Integrated Defense Systems

Dr. Kolias is a principal engineering fellow for Raytheon’s Integrated Defense Systems business. In his current role as Technical Director for the Corporate Microelectronics Independent Research and Development (IRAD) Program he is responsible for directing and coordinating Raytheon’s microelectronics research. “Our research program is focused on providing Raytheon with emerging microelectronics technology discriminators. I am fortunate that I get to work with a great team on envisioning the future of microwave microelectronics technology and the best path to get there.”

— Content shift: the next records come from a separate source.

//! `snip runs`: operator views over the run store.

use anyhow::Result;
use std::time::Duration;

use crate::error::OrchestratorError;
use crate::orchestrator::{run_id_for, Run, RunFilter, RunStatus};
use crate::runtime::App;

/// Look a run up by run id, falling back to treating `id` as an entity id.
pub async fn find_run(app: &App, id: &str) -> Result<Run, OrchestratorError> {
    match app.orchestrator.status(id).await {
        Err(OrchestratorError::RunNotFound(_)) => app.orchestrator.status(&run_id_for(id)).await,
        other => other,
    }
}

pub async fn run_list(app: &App, status: Option<String>, limit: usize) -> Result<()> {
    let status = status.as_deref().map(str::parse::<RunStatus>).transpose()?;
    let runs = app
        .orchestrator
        .list(&RunFilter {
            status,
            task_queue: None,
            limit: Some(limit),
        })
        .await?;

    if runs.is_empty() {
        println!("No runs.");
        return Ok(());
    }

    println!(
        "{:<48} {:>4} {:<20} {:<20}",
        "RUN", "GEN", "STATE", "UPDATED"
    );
    for run in &runs {
        println!(
            "{:<48} {:>4} {:<20} {:<20}",
            run.run_id,
            run.generation,
            run.state.as_str(),
            run.updated_at.format("%Y-%m-%d %H:%M:%S")
        );
    }
    Ok(())
}

pub async fn run_show(app: &App, id: &str) -> Result<()> {
    let run = find_run(app, id).await?;

    println!("run:        {}", run.run_id);
    println!("entity:     {}", run.entity_id);
    println!("generation: {}", run.generation);
    println!("state:      {} ({})", run.state, run.status);
    println!("queue:      {}", run.task_queue);
    println!("created:    {}", run.created_at.to_rfc3339());
    println!("updated:    {}", run.updated_at.to_rfc3339());
    if let Some(err) = &run.last_error {
        println!("error:      {}", err);
    }
    if let Some(result) = run.index_result() {
        println!("document:   {} (success: {})", result.document_id, result.success);
    }

    if !run.steps.is_empty() {
        println!();
        println!("  {:<20} {:>8}  {:<9} LAST ERROR", "STEP", "ATTEMPTS", "DONE");
        for step in &run.steps {
            println!(
                "  {:<20} {:>8}  {:<9} {}",
                step.step.as_str(),
                step.attempts,
                if step.completed { "yes" } else { "no" },
                step.last_error.as_deref().unwrap_or("-")
            );
        }
    }
    Ok(())
}

pub async fn run_cancel(app: &App, id: &str) -> Result<()> {
    let run = find_run(app, id).await?;
    if app.orchestrator.cancel(&run.run_id).await? {
        println!("{} cancelled", run.run_id);
    } else {
        println!("{} already {}", run.run_id, run.state);
    }
    Ok(())
}

pub async fn run_prune(app: &App, older_than_hours: Option<u64>) -> Result<()> {
    let hours = older_than_hours.unwrap_or(app.config.orchestrator.retention_hours);
    let removed = app
        .orchestrator
        .prune(Duration::from_secs(hours * 3600))
        .await?;
    println!("pruned {} finished run(s) older than {}h", removed, hours);
    Ok(())
}
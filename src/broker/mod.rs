//! Message broker boundary.
//!
//! A [`Broker`] is a set of partitioned, append-only topics with per-group
//! committed offsets. Consumers keep their own read position; anything past
//! the committed offset is redelivered after a restart or a rewind, which
//! gives at-least-once delivery.
//!
//! ```text
//!  publish(key) ──▶ partition = hash(key) % n ──▶ [ 0 | 1 | 2 | 3 | ... ]
//!                                                       ▲
//!                         committed(group, tp) ─────────┘
//! ```
//!
//! Implementations:
//! - **[`MemoryBroker`]**: in-process, for tests and embedded use.
//! - **[`SqliteBroker`]**: durable log and offsets in SQLite.

pub mod memory;
pub mod sqlite;

use anyhow::Result;
use async_trait::async_trait;
use sha2::{Digest, Sha256};
use std::fmt;

pub use memory::MemoryBroker;
pub use sqlite::SqliteBroker;

/// A partition of a topic.
#[derive(Debug, Clone, PartialEq, Eq, Hash, PartialOrd, Ord)]
pub struct TopicPartition {
    pub topic: String,
    pub partition: u32,
}

impl TopicPartition {
    pub fn new(topic: impl Into<String>, partition: u32) -> Self {
        Self {
            topic: topic.into(),
            partition,
        }
    }
}

impl fmt::Display for TopicPartition {
    fn fmt(&self, f: &mut fmt::Formatter<'_>) -> fmt::Result {
        write!(f, "{}[{}]", self.topic, self.partition)
    }
}

/// A message as delivered to a consumer.
#[derive(Debug, Clone, PartialEq, Eq)]
pub struct Message {
    pub topic: String,
    pub partition: u32,
    pub offset: i64,
    pub key: Option<String>,
    pub payload: Vec<u8>,
}

impl Message {
    pub fn topic_partition(&self) -> TopicPartition {
        TopicPartition::new(self.topic.clone(), self.partition)
    }
}

#[async_trait]
pub trait Broker: Send + Sync {
    /// Partitions per topic.
    fn partition_count(&self) -> u32;

    /// Append a message; returns `(partition, offset)`.
    async fn publish(&self, topic: &str, key: Option<&str>, payload: &[u8]) -> Result<(u32, i64)>;

    /// Read the message at `offset`, or the next one after it if that offset
    /// is gone. `None` when the consumer is caught up.
    async fn fetch(&self, tp: &TopicPartition, offset: i64) -> Result<Option<Message>>;

    /// Next offset the group should consume (0 if nothing committed).
    async fn committed(&self, group: &str, tp: &TopicPartition) -> Result<i64>;

    /// Mark everything up to and including `offset` as consumed by the group.
    async fn commit(&self, group: &str, tp: &TopicPartition, offset: i64) -> Result<()>;

    /// Offset the next published message would get.
    async fn end_offset(&self, tp: &TopicPartition) -> Result<i64>;

    /// All partitions of the given topics.
    fn assignments(&self, topics: &[String]) -> Vec<TopicPartition> {
        topics
            .iter()
            .flat_map(|t| (0..self.partition_count()).map(move |p| TopicPartition::new(t.clone(), p)))
            .collect()
    }
}

/// Stable key-to-partition mapping, so one entity always lands on one partition.
pub fn partition_for(key: Option<&str>, partitions: u32) -> u32 {
    match key {
        Some(k) if partitions > 1 => {
            let digest = Sha256::digest(k.as_bytes());
            u32::from_le_bytes([digest[0], digest[1], digest[2], digest[3]]) % partitions
        }
        _ => 0,
    }
}

/// Best-effort partition key for a raw snippet payload: its `id` field.
pub fn key_of(payload: &[u8]) -> Option<String> {
    let value: serde_json::Value = serde_json::from_slice(payload).ok()?;
    value.get("id")?.as_str().map(str::to_string)
}

#[cfg(test)]
mod tests {
    use super::*;

    #[test]
    fn test_partition_stable_and_in_range() {
        for key in ["abc-123", "snippet-9", ""] {
            let p = partition_for(Some(key), 4);
            assert!(p < 4);
            assert_eq!(p, partition_for(Some(key), 4));
        }
        assert_eq!(partition_for(None, 4), 0);
        assert_eq!(partition_for(Some("x"), 1), 0);
    }

    #[test]
    fn test_key_of() {
        assert_eq!(key_of(br#"{"id":"abc","code":"x"}"#).as_deref(), Some("abc"));
        assert_eq!(key_of(b"not json"), None);
        assert_eq!(key_of(br#"{"id": 7}"#), None);
    }
}
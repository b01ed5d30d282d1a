//! Component wiring.
//!
//! Builds every long-lived component from a validated [`Config`] once, so
//! the CLI commands, the HTTP server and the tests share one construction
//! path. Config is passed explicitly; nothing reads it from a global.

use std::sync::Arc;

use anyhow::{Context, Result};

use crate::broker::{Broker, SqliteBroker};
use crate::chunk::ChunkStrategy;
use crate::config::Config;
use crate::consumer::Consumer;
use crate::index::{create_index, SearchIndex};
use crate::orchestrator::store::{RunStore, SqliteRunStore};
use crate::orchestrator::Orchestrator;
use crate::provider::{create_providers, Providers};
use crate::steps::Pipeline;

#[derive(Clone)]
pub struct App {
    pub config: Arc<Config>,
    pub broker: Arc<dyn Broker>,
    pub store: Arc<dyn RunStore>,
    pub index: Arc<dyn SearchIndex>,
    pub orchestrator: Orchestrator,
    pub consumer: Consumer,
}

impl App {
    /// Open the SQLite broker and run store and build the configured
    /// providers and index.
    pub async fn open(config: Config) -> Result<Self> {
        let broker = SqliteBroker::open(&config.broker.path, config.broker.partitions)
            .await
            .with_context(|| format!("Failed to open broker at {}", config.broker.path.display()))?;
        let store = SqliteRunStore::open(&config.orchestrator.path)
            .await
            .with_context(|| {
                format!(
                    "Failed to open run store at {}",
                    config.orchestrator.path.display()
                )
            })?;
        let providers = create_providers(&config.provider)?;
        let index = create_index(&config.index, config.provider.embedding_dims)?;
        Self::assemble(config, Arc::new(broker), Arc::new(store), providers, index)
    }

    /// Wire already-built backends together.
    pub fn assemble(
        config: Config,
        broker: Arc<dyn Broker>,
        store: Arc<dyn RunStore>,
        providers: Providers,
        index: Arc<dyn SearchIndex>,
    ) -> Result<Self> {
        let strategy = ChunkStrategy::from_config(&config.chunking)?;
        let embedding_model = providers.embedder.model_name().to_string();
        let pipeline = Arc::new(Pipeline::new(providers, strategy, index.clone()));
        let orchestrator = Orchestrator::new(store.clone(), pipeline, &config.orchestrator);
        let consumer = Consumer::new(broker.clone(), orchestrator.clone(), &config.broker);

        tracing::debug!(
            provider = %config.provider.kind,
            embedding_model = %embedding_model,
            index = %config.index.kind,
            chunking = strategy.name(),
            "components assembled"
        );

        Ok(Self {
            config: Arc::new(config),
            broker,
            store,
            index,
            orchestrator,
            consumer,
        })
    }
}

Dr. Kolias joined Raytheon in 1996 as a senior scientist in the Microwave Circuits Research Laboratory. “I went into electrical engineering in college with a strong desire to learn more about computer architecture and the digital circuit design that was changing the world,” Dr. Kolias relates. “But while on that path I discovered microwave circuits, which were first described to me as the fastest circuits in the world and the most difficult to design and understand. I became intrigued. I very much enjoy being in this field as it bridges a number of disciplines and allows me to work from the physics level, at an atomic scale, all the way to systems level.”

Beginning in 2000, Dr. Kolias led the company’s Gallium Nitride (GaN) Monolithic Microwave Integrated Circuit (MMIC) development efforts. He was co-recipient of the Raytheon Excellence in Technology Award in 2004 for his work designing and developing Raytheon’s first GaN MMICs. “Being able to work with this technology from initial laboratory demonstration to application in today’s systems has been a very exciting and rewarding experience,” he remarked.

When not designing microelectronic circuitry, Dr. Kolias enjoys playing basketball and running, and is coach to youth basketball and soccer teams. “I find coaching to be refreshing,” he relates, “and a good reminder of the importance of working together, having confidence in your abilities, persevering, and most importantly, having fun and celebrating successes.”

Dr. Kolias received his B.S., M.S. and Ph.D. degrees in electrical engineering from Cornell University, Ithaca, NY, where his Ph.D. research focused on microwave and millimeter-wave quasi-optical amplifier arrays. He is very involved with the IEEE Microwave Theory and Techniques Society and served as President of the society in 2012.